* WORK ORDER:
Filter the records down to the lines that hold the word "authed", and copy each of those lines.

* SUPPLIED RECORDS:
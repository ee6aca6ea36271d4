//! Remote profile store boundary.
//!
//! One row per user, holding the whole learning-profile document as JSON.
//! Authorization is row-scoped to the authenticated user; the adapter always
//! sends the user's own access token so the store's row-level policies apply.

use crate::types::LearningProfile;
use async_trait::async_trait;
use serde::Deserialize;
use thiserror::Error;
use uuid::Uuid;

#[derive(Debug, Error)]
pub enum StoreError {
    #[error("profile store request failed: {0}")]
    Http(#[from] reqwest::Error),

    #[error("profile store returned status {status}: {body}")]
    Status { status: u16, body: String },

    #[error("profile row holds a malformed document: {0}")]
    Decode(#[from] serde_json::Error),
}

/// Result of a read: the row exists or it doesn't. Anything else is an error.
#[derive(Debug)]
pub enum FetchOutcome {
    Found(LearningProfile),
    NotFound,
}

/// Read-one / update-one access to the per-user profile row.
#[async_trait]
pub trait ProfileStore: Send + Sync {
    async fn fetch(&self, identity: Uuid) -> Result<FetchOutcome, StoreError>;
    async fn write(&self, identity: Uuid, document: &LearningProfile) -> Result<(), StoreError>;
}

/// Supabase PostgREST adapter.
pub struct SupabaseStore {
    client: reqwest::Client,
    base_url: String,
    anon_key: String,
    table: String,
    /// The signed-in user's access token; row-level security keys off it.
    access_token: String,
}

#[derive(Deserialize)]
struct ProfileRow {
    user_data: serde_json::Value,
}

impl SupabaseStore {
    pub fn new(config: &crate::config::StoreConfig, access_token: impl Into<String>) -> Self {
        Self {
            client: reqwest::Client::new(),
            base_url: config.base_url.trim_end_matches('/').to_string(),
            anon_key: config.anon_key.clone(),
            table: config.table.clone(),
            access_token: access_token.into(),
        }
    }

    fn row_url(&self, identity: Uuid) -> String {
        format!(
            "{}/rest/v1/{}?id=eq.{}",
            self.base_url, self.table, identity
        )
    }

    fn authed(&self, request: reqwest::RequestBuilder) -> reqwest::RequestBuilder {
        request
            .header("apikey", &self.anon_key)
            .bearer_auth(&self.access_token)
    }

    async fn check(response: reqwest::Response) -> Result<reqwest::Response, StoreError> {
        let status = response.status();
        if status.is_success() {
            return Ok(response);
        }
        let body = response.text().await.unwrap_or_default();
        Err(StoreError::Status {
            status: status.as_u16(),
            body,
        })
    }
}

#[async_trait]
impl ProfileStore for SupabaseStore {
    async fn fetch(&self, identity: Uuid) -> Result<FetchOutcome, StoreError> {
        let url = format!("{}&select=user_data", self.row_url(identity));
        let response = self.authed(self.client.get(&url)).send().await?;
        let rows: Vec<ProfileRow> = Self::check(response).await?.json().await?;
        match rows.into_iter().next() {
            Some(row) => {
                let document = serde_json::from_value(row.user_data)?;
                Ok(FetchOutcome::Found(document))
            }
            None => Ok(FetchOutcome::NotFound),
        }
    }

    // Upsert: the first write for a fresh user creates the row.
    async fn write(&self, identity: Uuid, document: &LearningProfile) -> Result<(), StoreError> {
        let url = format!("{}/rest/v1/{}", self.base_url, self.table);
        let body = serde_json::json!({
            "id": identity,
            "user_data": document,
            "updated_at": chrono::Utc::now().to_rfc3339(),
        });
        let response = self
            .authed(self.client.post(&url))
            .header("Prefer", "resolution=merge-duplicates,return=minimal")
            .json(&body)
            .send()
            .await?;
        Self::check(response).await?;
        Ok(())
    }
}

* ANSWER BOX:
    fn authed(&self, request: reqwest::RequestBuilder) -> reqwest::RequestBuilder {
        let response = self.authed(self.client.get(&url)).send().await?;
            .authed(self.client.post(&url))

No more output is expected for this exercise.